(Stored data entries)
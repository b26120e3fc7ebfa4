// ============================================================================
// Joined-table layout
// ============================================================================
//
// A root table holds the shared columns; every subtype has a child table
// sharing the root's primary key. Writes hit the root first (it may
// generate the id) and the children after; deletes go the other way.
//
// ============================================================================

use super::context::LoadContext;
use super::subtype::{self, Subtype};
use crate::config::PersisterConfig;
use crate::connection::ConnectionProvider;
use crate::core::{DbError, Result};
use crate::engine::select::{dedup_ids, keyed_rows, projected_id};
use crate::engine::{Duo, ListenerCollection, PersisterCore, SimplePersister};
use crate::mapping::{Entity, Identifier};
use crate::result::ResultRow;
use crate::sql::{
    ColumnRef, Join, JoinKind, KeyFilter, Operation, Projection, SelectOperation, TableRef,
};
use crate::storage::TableSchema;
use async_trait::async_trait;
use log::debug;
use std::sync::Arc;

const ROOT_ALIAS: &str = "r";

fn subtype_alias(prefix: &str, idx: usize) -> String {
    format!("{}s{}", prefix, idx)
}

pub struct JoinedTablesPersister<C> {
    root: SimplePersister<C>,
    subtypes: Vec<Subtype<C>>,
    provider: Arc<dyn ConnectionProvider>,
    config: PersisterConfig,
    listeners: ListenerCollection<C>,
}

impl<C: Entity> JoinedTablesPersister<C> {
    /// Every subtype mapping must name the root table as its parent.
    pub fn new(
        root: SimplePersister<C>,
        subtypes: Vec<Subtype<C>>,
        provider: Arc<dyn ConnectionProvider>,
        config: PersisterConfig,
    ) -> Result<Self> {
        if subtypes.is_empty() {
            return Err(DbError::InvalidArgument(format!(
                "Joined hierarchy '{}' declares no subtypes",
                root.mapping().table()
            )));
        }
        for subtype in &subtypes {
            let parent = subtype.persister().mapping().parent();
            if parent.map(|p| p.table.as_str()) != Some(root.mapping().table()) {
                return Err(DbError::InvalidArgument(format!(
                    "Subtype '{}' must join root table '{}'",
                    subtype.name(),
                    root.mapping().table()
                )));
            }
        }
        config.validate()?;

        Ok(Self {
            root,
            subtypes,
            provider,
            config,
            listeners: ListenerCollection::new(),
        })
    }

    pub fn root(&self) -> &SimplePersister<C> {
        &self.root
    }

    pub fn subtypes(&self) -> &[Subtype<C>] {
        &self.subtypes
    }

    pub(crate) fn listeners_mut(&mut self) -> &mut ListenerCollection<C> {
        &mut self.listeners
    }

    pub fn table_schemas(&self) -> Vec<TableSchema> {
        std::iter::once(self.root.mapping().table_schema())
            .chain(
                self.subtypes
                    .iter()
                    .map(|subtype| subtype.persister().mapping().table_schema()),
            )
            .collect()
    }

    /// Outer joins of every child table against the root under `prefix`.
    fn subtype_probes(&self, prefix: &str) -> (Vec<Join>, Vec<Projection>) {
        let id_columns = self.root.mapping().id_columns();
        let mut joins = Vec::with_capacity(self.subtypes.len());
        let mut projection = Vec::new();
        for (idx, subtype) in self.subtypes.iter().enumerate() {
            let alias = subtype_alias(prefix, idx);
            let on = id_columns
                .iter()
                .map(|col| (ColumnRef::new(prefix, col.as_str()), ColumnRef::new(&alias, col.as_str())))
                .collect();
            joins.push(Join::new(
                JoinKind::LeftOuter,
                TableRef::new(subtype.persister().mapping().table(), &alias),
                on,
            ));
            projection.extend(id_columns.iter().map(|col| Projection::of(&alias, col)));
        }
        (joins, projection)
    }

    /// Joins the root under `prefix` to `foreign_key` of the owner, then
    /// probes the child tables.
    pub fn probe(&self, owner_alias: &str, foreign_key: &[String], prefix: &str) -> (Vec<Join>, Vec<Projection>) {
        let id_columns = self.root.mapping().id_columns();
        let on = foreign_key
            .iter()
            .zip(&id_columns)
            .map(|(fk, id)| (ColumnRef::new(owner_alias, fk.as_str()), ColumnRef::new(prefix, id.as_str())))
            .collect();
        let mut joins = vec![Join::new(
            JoinKind::LeftOuter,
            TableRef::new(self.root.mapping().table(), prefix),
            on,
        )];
        let (probes, projection) = self.subtype_probes(prefix);
        joins.extend(probes);
        (joins, projection)
    }

    /// First subtype, in declaration order, with a row for the probed id.
    pub fn resolve(&self, row: &ResultRow, prefix: &str) -> Result<Option<(String, Identifier)>> {
        Ok(self
            .resolve_index(row, prefix)?
            .map(|(idx, id)| (self.subtypes[idx].name().to_string(), id)))
    }

    fn resolve_index(&self, row: &ResultRow, prefix: &str) -> Result<Option<(usize, Identifier)>> {
        let assembler = self.root.mapping().assembler();
        for idx in 0..self.subtypes.len() {
            if let Some(id) = projected_id(assembler, row, &subtype_alias(prefix, idx))? {
                return Ok(Some((idx, id)));
            }
        }
        Ok(None)
    }

    fn probe_operation(&self, key_count: usize) -> Operation {
        let (joins, probes) = self.subtype_probes(ROOT_ALIAS);
        let mut projection: Vec<Projection> = self
            .root
            .mapping()
            .id_columns()
            .iter()
            .map(|col| Projection::of(ROOT_ALIAS, col))
            .collect();
        projection.extend(probes);
        Operation::Select(SelectOperation {
            from: TableRef::new(self.root.mapping().table(), ROOT_ALIAS),
            joins,
            projection,
            filter: KeyFilter {
                columns: self
                    .root
                    .mapping()
                    .id_columns()
                    .iter()
                    .map(|col| ColumnRef::new(ROOT_ALIAS, col.as_str()))
                    .collect(),
                key_count,
            },
        })
    }

    pub(crate) async fn select_subtype(
        &self,
        name: &str,
        ids: Vec<Identifier>,
        ctx: &mut LoadContext,
    ) -> Result<Vec<C>> {
        subtype::find(&self.subtypes, name)?
            .persister()
            .select_entities(ids, ctx)
            .await
    }

    /// Root probe, then a keyed select per subtype; relations load only
    /// under a context.
    async fn fetch(&self, ids: Vec<Identifier>, mut ctx: Option<&mut LoadContext>) -> Result<Vec<C>> {
        let ids = dedup_ids(ids);
        if ids.is_empty() {
            return Ok(Vec::new());
        }

        let rows = keyed_rows(
            self.provider.as_ref(),
            self.config.max_keys_per_operation,
            self.root.mapping().assembler(),
            &ids,
            |key_count| self.probe_operation(key_count),
        )
        .await?;

        let mut per_subtype: Vec<Vec<Identifier>> = vec![Vec::new(); self.subtypes.len()];
        for row in &rows {
            match self.resolve_index(row, ROOT_ALIAS)? {
                Some((idx, id)) => per_subtype[idx].push(id),
                None => debug!(
                    "Row {:?} of '{}' has no subtype row",
                    projected_id(self.root.mapping().assembler(), row, ROOT_ALIAS)?,
                    self.table()
                ),
            }
        }

        let mut loaded = Vec::with_capacity(ids.len());
        for (subtype, members) in self.subtypes.iter().zip(per_subtype) {
            if !members.is_empty() {
                loaded.extend(subtype.persister().fetch(members, ctx.as_deref_mut()).await?);
            }
        }
        Ok(subtype::in_id_order(&ids, loaded, |entity| self.root.entity_id(entity)))
    }

    fn routes<'e>(&self, entities: impl Iterator<Item = &'e C>) -> Result<Vec<usize>> {
        subtype::route_all(&self.subtypes, entities, self.root.mapping().table())
    }
}

#[async_trait]
impl<C: Entity> PersisterCore<C> for JoinedTablesPersister<C> {
    fn table(&self) -> &str {
        self.root.mapping().table()
    }

    fn listeners(&self) -> &ListenerCollection<C> {
        &self.listeners
    }

    fn entity_id(&self, entity: &C) -> Identifier {
        self.root.entity_id(entity)
    }

    fn entity_is_new(&self, entity: &C) -> bool {
        self.root.entity_is_new(entity)
    }

    fn has_changes(&self, modified: &C, unmodified: &C) -> bool {
        self.root.has_changes(modified, unmodified)
            || subtype::route(&self.subtypes, modified).is_none_or(|idx| {
                self.subtypes[idx]
                    .persister()
                    .has_changes(modified, unmodified)
            })
    }

    async fn insert_entities(&self, entities: &mut [&mut C]) -> Result<u64> {
        let routes = self.routes(entities.iter().map(|e| &**e))?;
        let mut total = self.root.insert_entities(entities).await?;
        total += subtype::insert_routed(&self.subtypes, entities, &routes).await?;
        Ok(total)
    }

    async fn update_entities<'a>(&self, pairs: &mut [Duo<'a, C>], all_columns: bool) -> Result<u64> {
        let routes = self.routes(pairs.iter().map(|pair| &*pair.modified))?;
        let forced: Vec<bool> = pairs
            .iter()
            .zip(&routes)
            .map(|(pair, idx)| {
                self.subtypes[*idx]
                    .persister()
                    .has_changes(&*pair.modified, pair.unmodified)
            })
            .collect();

        // Every payload is validated before the root row is touched.
        let root_plan = self.root.plan_update(pairs, all_columns, &forced)?;
        let plans = subtype::plan_routed(&self.subtypes, pairs, &routes, all_columns)?;

        let mut total = self.root.execute_update(pairs, root_plan).await?;
        total += subtype::execute_routed(&self.subtypes, pairs, &routes, plans).await?;
        Ok(total)
    }

    async fn update_entities_by_id(&self, entities: &[&C]) -> Result<u64> {
        let routes = self.routes(entities.iter().copied())?;
        let mut total = self.root.update_entities_by_id(entities).await?;
        total += subtype::update_by_id_routed(&self.subtypes, entities, &routes).await?;
        Ok(total)
    }

    async fn delete_entities(&self, entities: &[&C]) -> Result<u64> {
        let routes = self.routes(entities.iter().copied())?;
        let mut total = subtype::delete_by_id_routed(&self.subtypes, entities, &routes).await?;
        total += self.root.delete_entities(entities).await?;
        Ok(total)
    }

    async fn delete_ids(&self, ids: Vec<Identifier>) -> Result<u64> {
        let mut total = 0;
        for subtype in &self.subtypes {
            total += subtype.persister().delete_ids(ids.clone()).await?;
        }
        total += self.root.delete_ids(ids).await?;
        Ok(total)
    }

    async fn select_entities(&self, ids: Vec<Identifier>, ctx: &mut LoadContext) -> Result<Vec<C>> {
        self.fetch(ids, Some(ctx)).await
    }

    async fn reload_entities(&self, ids: Vec<Identifier>) -> Result<Vec<C>> {
        self.fetch(ids, None).await
    }
}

◆ Task to carry out
Leave out every line above except those from the line with "use crate::config::PersisterConfig;" up to and including the line with "use std::sync::Arc;", and copy those exactly.

◆ Written reply
use crate::config::PersisterConfig;
use crate::connection::ConnectionProvider;
use crate::core::{DbError, Result};
use crate::engine::select::{dedup_ids, keyed_rows, projected_id};
use crate::engine::{Duo, ListenerCollection, PersisterCore, SimplePersister};
use crate::mapping::{Entity, Identifier};
use crate::result::ResultRow;
use crate::sql::{
    ColumnRef, Join, JoinKind, KeyFilter, Operation, Projection, SelectOperation, TableRef,
};
use crate::storage::TableSchema;
use async_trait::async_trait;
use log::debug;
use std::sync::Arc;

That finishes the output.